**Task description**
What do the lines say, reproduced word for word, from the first of the entries below through the line bearing "pub const EXECUTOR: &str"?

[Start of section]

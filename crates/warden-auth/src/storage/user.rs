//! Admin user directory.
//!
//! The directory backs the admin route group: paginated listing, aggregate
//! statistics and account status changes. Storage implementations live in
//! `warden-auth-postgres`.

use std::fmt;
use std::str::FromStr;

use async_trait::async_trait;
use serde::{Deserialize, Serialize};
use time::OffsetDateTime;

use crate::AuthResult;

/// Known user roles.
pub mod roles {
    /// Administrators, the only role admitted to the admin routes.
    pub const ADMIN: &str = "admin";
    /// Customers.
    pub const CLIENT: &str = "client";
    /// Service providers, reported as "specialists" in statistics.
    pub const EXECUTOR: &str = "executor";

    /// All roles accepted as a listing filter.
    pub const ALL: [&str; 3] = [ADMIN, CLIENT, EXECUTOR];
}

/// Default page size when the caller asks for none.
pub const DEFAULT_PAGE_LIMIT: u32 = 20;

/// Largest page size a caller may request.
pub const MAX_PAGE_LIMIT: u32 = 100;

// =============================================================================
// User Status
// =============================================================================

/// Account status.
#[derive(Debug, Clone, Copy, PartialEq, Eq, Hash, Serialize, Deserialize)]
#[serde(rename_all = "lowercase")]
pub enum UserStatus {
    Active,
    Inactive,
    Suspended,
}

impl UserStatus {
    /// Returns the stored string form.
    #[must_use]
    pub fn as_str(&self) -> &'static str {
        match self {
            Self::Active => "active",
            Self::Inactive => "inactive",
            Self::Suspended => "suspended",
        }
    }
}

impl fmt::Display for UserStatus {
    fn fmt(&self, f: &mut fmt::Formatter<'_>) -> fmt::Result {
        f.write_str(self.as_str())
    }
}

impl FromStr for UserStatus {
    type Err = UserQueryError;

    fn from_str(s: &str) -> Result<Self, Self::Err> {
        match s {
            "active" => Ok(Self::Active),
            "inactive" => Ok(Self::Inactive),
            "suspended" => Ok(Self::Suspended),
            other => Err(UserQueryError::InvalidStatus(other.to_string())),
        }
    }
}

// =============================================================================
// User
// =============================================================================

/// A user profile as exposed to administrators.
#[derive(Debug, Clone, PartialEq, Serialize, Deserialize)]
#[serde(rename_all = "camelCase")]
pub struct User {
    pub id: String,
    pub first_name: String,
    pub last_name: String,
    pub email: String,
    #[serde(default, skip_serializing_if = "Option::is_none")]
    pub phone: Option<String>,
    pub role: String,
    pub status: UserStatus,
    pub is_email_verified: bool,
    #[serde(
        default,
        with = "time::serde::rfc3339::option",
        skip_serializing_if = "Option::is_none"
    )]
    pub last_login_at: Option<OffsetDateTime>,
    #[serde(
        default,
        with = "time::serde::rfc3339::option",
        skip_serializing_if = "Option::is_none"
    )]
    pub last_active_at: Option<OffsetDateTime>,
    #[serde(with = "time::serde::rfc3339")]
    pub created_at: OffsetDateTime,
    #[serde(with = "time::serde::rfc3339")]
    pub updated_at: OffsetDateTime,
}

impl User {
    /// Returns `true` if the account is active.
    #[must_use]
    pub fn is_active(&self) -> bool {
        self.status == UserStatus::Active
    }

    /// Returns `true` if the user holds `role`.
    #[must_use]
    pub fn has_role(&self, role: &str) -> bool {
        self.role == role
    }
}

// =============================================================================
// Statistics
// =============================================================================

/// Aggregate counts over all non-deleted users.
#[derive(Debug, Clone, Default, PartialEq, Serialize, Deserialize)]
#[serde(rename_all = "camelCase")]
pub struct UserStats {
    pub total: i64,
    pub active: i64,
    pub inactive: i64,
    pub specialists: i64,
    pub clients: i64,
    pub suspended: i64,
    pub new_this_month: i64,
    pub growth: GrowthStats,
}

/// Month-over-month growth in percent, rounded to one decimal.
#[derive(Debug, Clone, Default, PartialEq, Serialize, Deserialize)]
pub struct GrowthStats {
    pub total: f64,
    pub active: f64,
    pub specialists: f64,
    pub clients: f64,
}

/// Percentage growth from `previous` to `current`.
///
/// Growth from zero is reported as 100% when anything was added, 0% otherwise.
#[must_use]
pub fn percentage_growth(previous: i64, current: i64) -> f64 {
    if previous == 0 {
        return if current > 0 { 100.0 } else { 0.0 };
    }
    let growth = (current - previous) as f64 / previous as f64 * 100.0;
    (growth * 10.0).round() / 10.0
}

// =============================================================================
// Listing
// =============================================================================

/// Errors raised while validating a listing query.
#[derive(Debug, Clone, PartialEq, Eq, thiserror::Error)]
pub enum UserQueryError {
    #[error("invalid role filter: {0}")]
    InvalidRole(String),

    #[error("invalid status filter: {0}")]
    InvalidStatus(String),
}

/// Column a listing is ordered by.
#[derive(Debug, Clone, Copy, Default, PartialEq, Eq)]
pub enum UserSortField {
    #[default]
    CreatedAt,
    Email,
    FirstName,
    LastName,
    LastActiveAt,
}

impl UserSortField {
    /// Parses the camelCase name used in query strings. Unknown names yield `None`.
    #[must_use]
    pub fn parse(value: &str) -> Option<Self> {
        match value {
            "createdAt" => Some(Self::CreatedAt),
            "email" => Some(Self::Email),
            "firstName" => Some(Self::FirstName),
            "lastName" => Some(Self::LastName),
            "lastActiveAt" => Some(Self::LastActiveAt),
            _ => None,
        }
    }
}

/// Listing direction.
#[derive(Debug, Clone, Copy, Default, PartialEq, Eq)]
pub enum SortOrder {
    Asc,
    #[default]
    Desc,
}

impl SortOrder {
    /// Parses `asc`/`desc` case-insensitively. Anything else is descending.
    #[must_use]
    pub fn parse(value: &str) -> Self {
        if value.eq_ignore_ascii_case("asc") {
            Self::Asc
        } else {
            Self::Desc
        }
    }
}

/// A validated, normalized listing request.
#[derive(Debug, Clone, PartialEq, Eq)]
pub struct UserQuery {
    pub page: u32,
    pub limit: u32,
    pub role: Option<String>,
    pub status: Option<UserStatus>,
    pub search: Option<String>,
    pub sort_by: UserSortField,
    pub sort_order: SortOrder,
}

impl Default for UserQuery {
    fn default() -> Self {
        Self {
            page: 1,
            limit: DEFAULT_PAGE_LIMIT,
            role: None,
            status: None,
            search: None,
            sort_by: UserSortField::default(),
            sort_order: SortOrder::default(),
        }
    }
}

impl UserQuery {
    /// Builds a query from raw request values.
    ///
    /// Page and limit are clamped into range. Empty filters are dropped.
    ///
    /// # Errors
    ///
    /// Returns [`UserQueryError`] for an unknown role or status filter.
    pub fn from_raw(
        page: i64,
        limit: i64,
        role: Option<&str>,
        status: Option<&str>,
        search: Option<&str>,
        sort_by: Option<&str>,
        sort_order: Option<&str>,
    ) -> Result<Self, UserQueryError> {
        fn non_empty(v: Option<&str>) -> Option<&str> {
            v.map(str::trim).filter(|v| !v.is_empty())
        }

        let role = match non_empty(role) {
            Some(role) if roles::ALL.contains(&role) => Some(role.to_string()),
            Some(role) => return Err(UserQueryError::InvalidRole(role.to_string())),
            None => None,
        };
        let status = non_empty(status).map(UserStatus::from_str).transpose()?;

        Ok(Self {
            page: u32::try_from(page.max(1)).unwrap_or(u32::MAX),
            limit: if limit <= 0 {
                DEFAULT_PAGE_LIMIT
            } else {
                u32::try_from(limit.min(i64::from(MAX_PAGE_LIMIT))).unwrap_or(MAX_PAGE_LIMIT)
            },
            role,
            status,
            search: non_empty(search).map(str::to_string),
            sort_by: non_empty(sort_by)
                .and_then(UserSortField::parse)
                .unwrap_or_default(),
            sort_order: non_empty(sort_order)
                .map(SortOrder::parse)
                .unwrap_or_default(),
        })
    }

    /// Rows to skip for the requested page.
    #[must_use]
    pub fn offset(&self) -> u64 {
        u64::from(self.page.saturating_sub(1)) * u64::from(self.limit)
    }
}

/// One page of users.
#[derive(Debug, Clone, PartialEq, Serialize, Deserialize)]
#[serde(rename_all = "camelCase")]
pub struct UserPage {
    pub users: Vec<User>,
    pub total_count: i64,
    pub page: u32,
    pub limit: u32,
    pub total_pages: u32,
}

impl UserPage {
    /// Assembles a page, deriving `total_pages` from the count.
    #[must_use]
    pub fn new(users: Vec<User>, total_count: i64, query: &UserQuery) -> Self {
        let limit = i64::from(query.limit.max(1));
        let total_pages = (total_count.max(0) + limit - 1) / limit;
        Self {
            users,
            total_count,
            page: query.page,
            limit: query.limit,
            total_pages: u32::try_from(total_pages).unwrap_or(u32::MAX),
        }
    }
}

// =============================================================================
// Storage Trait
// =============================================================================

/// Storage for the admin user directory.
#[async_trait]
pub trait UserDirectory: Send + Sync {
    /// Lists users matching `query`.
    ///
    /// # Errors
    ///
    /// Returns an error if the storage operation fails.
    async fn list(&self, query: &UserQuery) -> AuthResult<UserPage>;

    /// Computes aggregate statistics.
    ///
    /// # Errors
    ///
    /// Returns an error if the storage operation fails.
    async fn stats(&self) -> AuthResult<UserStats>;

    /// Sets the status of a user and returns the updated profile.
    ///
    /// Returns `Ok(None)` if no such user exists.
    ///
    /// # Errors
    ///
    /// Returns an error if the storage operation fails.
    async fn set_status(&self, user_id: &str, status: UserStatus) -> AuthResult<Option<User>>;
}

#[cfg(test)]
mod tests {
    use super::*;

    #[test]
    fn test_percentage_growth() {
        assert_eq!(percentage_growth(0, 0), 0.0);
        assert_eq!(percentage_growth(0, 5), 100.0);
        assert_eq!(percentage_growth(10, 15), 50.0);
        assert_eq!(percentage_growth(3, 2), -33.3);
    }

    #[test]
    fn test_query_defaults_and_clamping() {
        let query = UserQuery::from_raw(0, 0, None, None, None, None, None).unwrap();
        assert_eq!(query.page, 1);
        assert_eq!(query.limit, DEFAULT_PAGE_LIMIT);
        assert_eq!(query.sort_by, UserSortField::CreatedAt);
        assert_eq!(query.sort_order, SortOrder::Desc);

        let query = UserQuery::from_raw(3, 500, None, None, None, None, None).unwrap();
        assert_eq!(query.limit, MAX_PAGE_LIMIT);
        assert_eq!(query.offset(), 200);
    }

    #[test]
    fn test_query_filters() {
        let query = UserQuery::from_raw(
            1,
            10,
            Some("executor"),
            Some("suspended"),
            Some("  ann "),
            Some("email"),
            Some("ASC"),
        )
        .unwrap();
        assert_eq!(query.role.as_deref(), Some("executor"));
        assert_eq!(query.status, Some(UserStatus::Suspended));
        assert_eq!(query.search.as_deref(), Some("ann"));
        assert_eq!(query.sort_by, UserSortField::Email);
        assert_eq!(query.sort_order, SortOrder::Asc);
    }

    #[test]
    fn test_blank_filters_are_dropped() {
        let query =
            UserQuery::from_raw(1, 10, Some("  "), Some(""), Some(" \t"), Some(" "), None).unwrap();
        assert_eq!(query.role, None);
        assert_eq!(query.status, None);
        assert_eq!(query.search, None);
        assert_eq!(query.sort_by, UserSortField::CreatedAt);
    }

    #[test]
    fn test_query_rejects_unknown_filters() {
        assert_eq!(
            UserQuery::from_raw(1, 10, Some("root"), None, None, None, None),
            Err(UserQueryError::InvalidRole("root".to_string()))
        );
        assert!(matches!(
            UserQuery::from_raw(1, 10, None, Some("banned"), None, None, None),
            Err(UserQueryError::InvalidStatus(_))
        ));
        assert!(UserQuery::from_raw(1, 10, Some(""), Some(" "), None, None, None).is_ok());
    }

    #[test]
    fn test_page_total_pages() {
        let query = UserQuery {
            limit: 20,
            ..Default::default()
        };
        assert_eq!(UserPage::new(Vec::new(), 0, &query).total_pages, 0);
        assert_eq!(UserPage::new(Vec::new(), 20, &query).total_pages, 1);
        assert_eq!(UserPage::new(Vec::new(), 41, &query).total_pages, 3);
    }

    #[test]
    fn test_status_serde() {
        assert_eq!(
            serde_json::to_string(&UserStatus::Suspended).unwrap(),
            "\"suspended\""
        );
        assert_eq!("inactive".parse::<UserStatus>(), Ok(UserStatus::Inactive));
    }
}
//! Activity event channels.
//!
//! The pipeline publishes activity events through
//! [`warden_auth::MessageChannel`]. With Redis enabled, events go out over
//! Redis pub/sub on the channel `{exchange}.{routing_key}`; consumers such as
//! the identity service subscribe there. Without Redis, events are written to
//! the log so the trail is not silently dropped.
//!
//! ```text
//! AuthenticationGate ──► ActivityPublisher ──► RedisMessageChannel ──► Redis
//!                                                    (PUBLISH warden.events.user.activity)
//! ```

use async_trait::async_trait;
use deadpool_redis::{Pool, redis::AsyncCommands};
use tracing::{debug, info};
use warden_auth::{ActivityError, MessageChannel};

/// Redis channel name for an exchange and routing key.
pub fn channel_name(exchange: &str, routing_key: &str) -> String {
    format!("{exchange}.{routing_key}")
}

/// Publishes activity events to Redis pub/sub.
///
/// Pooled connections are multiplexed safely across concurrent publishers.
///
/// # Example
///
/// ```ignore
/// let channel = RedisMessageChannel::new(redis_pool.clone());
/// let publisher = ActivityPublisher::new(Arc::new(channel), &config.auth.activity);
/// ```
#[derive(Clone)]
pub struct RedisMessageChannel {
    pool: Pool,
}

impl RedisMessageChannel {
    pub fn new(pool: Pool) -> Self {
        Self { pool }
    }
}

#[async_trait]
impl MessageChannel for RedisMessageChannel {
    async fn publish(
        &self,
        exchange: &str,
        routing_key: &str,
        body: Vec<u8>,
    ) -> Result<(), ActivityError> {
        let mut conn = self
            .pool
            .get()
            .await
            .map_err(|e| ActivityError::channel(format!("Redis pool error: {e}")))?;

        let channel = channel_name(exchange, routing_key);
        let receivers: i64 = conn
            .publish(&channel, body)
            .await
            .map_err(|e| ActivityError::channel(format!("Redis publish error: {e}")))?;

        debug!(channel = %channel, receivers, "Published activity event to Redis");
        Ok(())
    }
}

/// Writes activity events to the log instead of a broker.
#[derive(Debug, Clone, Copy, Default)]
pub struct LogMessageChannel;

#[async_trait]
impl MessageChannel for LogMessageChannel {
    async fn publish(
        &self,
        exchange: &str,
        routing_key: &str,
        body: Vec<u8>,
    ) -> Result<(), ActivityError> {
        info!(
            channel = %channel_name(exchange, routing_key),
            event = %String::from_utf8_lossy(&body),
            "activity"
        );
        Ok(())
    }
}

[End of section]

**Result below**
filename crates/warden-auth/src/storage/user.rs
//! Admin user directory.
//!
//! The directory backs the admin route group: paginated listing, aggregate
//! statistics and account status changes. Storage implementations live in
//! `warden-auth-postgres`.

use std::fmt;
use std::str::FromStr;

use async_trait::async_trait;
use serde::{Deserialize, Serialize};
use time::OffsetDateTime;

use crate::AuthResult;

/// Known user roles.
pub mod roles {
    /// Administrators, the only role admitted to the admin routes.
    pub const ADMIN: &str = "admin";
    /// Customers.
    pub const CLIENT: &str = "client";
    /// Service providers, reported as "specialists" in statistics.
    pub const EXECUTOR: &str = "executor";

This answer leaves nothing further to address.